Married NY Jockeys on Way to Mutuel Uncoupling


Katie DavisMJC


Two months after costing New York an estimated $4.2 million in lost handle revenue during the first quarter of 2021, a bill to eliminate an antiquated state requirement that same-race mounts of married jockeys be coupled in pari-mutuel wagering has passed both the Assembly and Senate.

The New York Senate unanimously passed Bill No. A7024 June 1 by a 63-0 margin. The Assembly had passed it 147-0 on May 5.

The measure, if signed into law by the governor, would take effect immediately. It now charges racetrack operators with the responsibility for “adequately” informing the public about jockey and trainer family relations that could be perceived as conflicts of interest.

The decades-old rule was a focal point of intense scrutiny earlier this year because it affected recently married jockeys Trevor McCarthy and Katie Davis. Together, they had moved their tack from Maryland to New York after being married in December.

But when they began competing in common races at Aqueduct, it triggered the application of little-used state rule 4025.10 (f), which states, “All horses trained or ridden by a spouse, parent, issue or member of a jockey's household shall be coupled in the betting with any horse ridden by such jockey.”     That meant on 41 occasions between Jan. 1 and Mar. 21, McCarthy and Davis's mounts in common races at Aqueduct necessitated a 1 and 1A coupling.

Although it's impossible to project the precise amount of handle that evaporates when a track loses a betting interest by forcing two independently owned and trained horses into a single mutuel coupling, a rough estimate of lost betting handle can be derived by multiplying Aqueduct's winter/spring per-entrant rounded handle of $103,000 by 41 to get the $4.2 million estimate.

The rule was widely criticized as being outdated and sexist, and during the first three months of 2021 it caused confusion among bettors, plus reams of bad press for Aqueduct (whose officials stated there was nothing they could do to change the law) and the New York State Gaming Commission (which did not address the controversy during any open, public meetings).
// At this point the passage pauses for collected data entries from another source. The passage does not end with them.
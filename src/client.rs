//! The HTTP client: explicit registration, transport, retry and cookie wiring.
//!
//! A [`Client`] is obtained from [`ClientBuilder`] — callers construct a named
//! descriptor (base URL, timeouts, retry policy, cookie jar, codec overrides)
//! and get a call-dispatch object back. There is no scanning and no global
//! registry; everything the client uses is handed to it at build time.
//!
//! ## Retry policy
//! Only transport failures are retried, with the configured fixed attempt
//! count and fixed backoff interval; the last failure surfaces unchanged.
//! Codec failures are programmer/configuration errors and surface on the
//! first attempt.

use http::header::COOKIE;
use http::{HeaderValue, Method};

use crate::codec::{AutoDecoder, AutoEncoder, Decodable, Decoder, Encodable, Encoder};
use crate::config::{ClientConfig, RetryConfig};
use crate::cookies::CookieJarHandle;
use crate::errors::ClientError;
use crate::request::RequestTemplate;
use crate::response::Response;

/// A configured HTTP client bound to one base URL.
///
/// Codec overrides are type parameters: substituting an encoder or decoder
/// swaps the whole dispatch, not an entry in a shared registry.
pub struct Client<E = AutoEncoder, D = AutoDecoder> {
    name: String,
    config: ClientConfig,
    http: reqwest::Client,
    encoder: E,
    decoder: D,
    jar: Option<CookieJarHandle>,
}

/// Builder for [`Client`]; the explicit registration API.
pub struct ClientBuilder<E = AutoEncoder, D = AutoDecoder> {
    name: String,
    config: ClientConfig,
    encoder: E,
    decoder: D,
    jar: Option<CookieJarHandle>,
}

impl Client {
    /// Starts a builder for a named client targeting `base_url`.
    pub fn builder(name: impl Into<String>, base_url: url::Url) -> ClientBuilder {
        ClientBuilder {
            name: name.into(),
            config: ClientConfig::new(base_url),
            encoder: AutoEncoder::new(),
            decoder: AutoDecoder::new(),
            jar: None,
        }
    }
}

impl<E, D> ClientBuilder<E, D> {
    pub fn connect_timeout(mut self, timeout: std::time::Duration) -> Self {
        self.config.connect_timeout = timeout;
        self
    }

    pub fn read_timeout(mut self, timeout: std::time::Duration) -> Self {
        self.config.read_timeout = timeout;
        self
    }

    pub fn retry(mut self, retry: RetryConfig) -> Self {
        self.config.retry = retry;
        self
    }

    /// Enables automatic cookie handling backed by `jar`: response cookies
    /// are saved, matching cookies attached to every outgoing request.
    pub fn auto_cookies(mut self, jar: CookieJarHandle) -> Self {
        self.config.auto_cookies = true;
        self.jar = Some(jar);
        self
    }

    /// Substitutes the encoder.
    pub fn encoder<E2: Encoder>(self, encoder: E2) -> ClientBuilder<E2, D> {
        ClientBuilder {
            name: self.name,
            config: self.config,
            encoder,
            decoder: self.decoder,
            jar: self.jar,
        }
    }

    /// Substitutes the decoder.
    pub fn decoder<D2: Decoder>(self, decoder: D2) -> ClientBuilder<E, D2> {
        ClientBuilder {
            name: self.name,
            config: self.config,
            encoder: self.encoder,
            decoder,
            jar: self.jar,
        }
    }

    /// Builds the client, constructing the underlying transport once.
    pub fn build(self) -> Result<Client<E, D>, ClientError> {
        let http = reqwest::Client::builder()
            .connect_timeout(self.config.connect_timeout)
            .timeout(self.config.read_timeout)
            .build()?;

        Ok(Client {
            name: self.name,
            config: self.config,
            http,
            encoder: self.encoder,
            decoder: self.decoder,
            jar: self.jar,
        })
    }
}

impl<E: Encoder, D: Decoder> Client<E, D> {
    pub fn name(&self) -> &str {
        &self.name
    }

    pub fn config(&self) -> &ClientConfig {
        &self.config
    }

    /// Starts a request for `path` resolved against the base URL.
    pub fn request(&self, method: Method, path: &str) -> Result<RequestTemplate, ClientError> {
        let url = self.config.base_url.join(path)?;
        Ok(RequestTemplate::new(method, url))
    }

    /// Full round trip: encode the body (if any), send with retry, decode
    /// the response into the declared return type.
    pub async fn call<B, T>(
        &self,
        mut template: RequestTemplate,
        body: Option<&B>,
    ) -> Result<T, ClientError>
    where
        B: Encodable + ?Sized,
        T: Decodable,
    {
        if let Some(body) = body {
            self.encoder.encode(body, &mut template)?;
        }
        let response = self.send(template).await?;
        Ok(self.decoder.decode(response)?)
    }

    /// Bodyless round trip; decodes straight into the declared return type.
    pub async fn fetch<T: Decodable>(&self, template: RequestTemplate) -> Result<T, ClientError> {
        let response = self.send(template).await?;
        Ok(self.decoder.decode(response)?)
    }

    /// Sends an already-encoded request, applying cookies and the retry policy.
    pub async fn send(&self, mut template: RequestTemplate) -> Result<Response, ClientError> {
        if self.config.auto_cookies {
            self.attach_cookies(&mut template);
        }

        let mut attempt = 0;
        loop {
            attempt += 1;
            log::debug!(
                "[{}] {} {} (attempt {}/{})",
                self.name,
                template.method,
                template.url,
                attempt,
                self.config.retry.max_attempts
            );

            match self.dispatch(&template).await {
                Ok(response) => {
                    log::trace!(
                        "[{}] {} {} -> {} {} ({} bytes)",
                        self.name,
                        template.method,
                        template.url,
                        response.status,
                        response.status_text,
                        response.body.len()
                    );
                    if self.config.auto_cookies {
                        if let Some(jar) = &self.jar {
                            jar.save_from_headers(&response.url, &response.headers);
                        }
                    }
                    return Ok(response);
                }
                Err(err) if attempt < self.config.retry.max_attempts => {
                    log::warn!(
                        "[{}] transport error: {err}; retrying in {:?}",
                        self.name,
                        self.config.retry.backoff
                    );
                    tokio::time::sleep(self.config.retry.backoff).await;
                }
                Err(err) => return Err(ClientError::Transport(err)),
            }
        }
    }

    fn attach_cookies(&self, template: &mut RequestTemplate) {
        let Some(jar) = &self.jar else { return };
        if let Some(header) = jar.request_header(&template.url) {
            if let Ok(value) = HeaderValue::from_str(&header) {
                template.headers.insert(COOKIE, value);
            }
        }
    }

    async fn dispatch(&self, template: &RequestTemplate) -> Result<Response, reqwest::Error> {
        let mut request = self
            .http
            .request(template.method.clone(), template.url.clone())
            .headers(template.headers.clone());
        if let Some(body) = &template.body {
            request = request.body(body.clone());
        }

        let res = request.send().await?;
        Response::buffer(res).await
    }
}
By February, Davis was claiming that Aqueduct racing office workers were pressuring trainers into not naming her on mounts, an allegation that a track spokesperson denied. She switched to accepting mounts in Maryland Apr. 8 while McCarthy continued to ride in New York.

On May 9, Davis announced on Twitter that she and McCarthy are expecting a child and she has not ridden in a race since that date. Shortly thereafter, the couple relocated to California, and McCarthy began riding at Santa Anita as of May 28.

The bill amends the state's racing, pari-mutuel wagering and breeding law by adding a new section that reads:

“Notwithstanding any law, rule or regulation to the contrary, all horses trained or ridden by a spouse, parent, issue or member of a jockey's household shall not be coupled in the betting with any horse ridden by such jockey. The racetrack operator shall take such actions as are necessary to inform the public adequately with regard to the relationship between any such jockey or trainer.”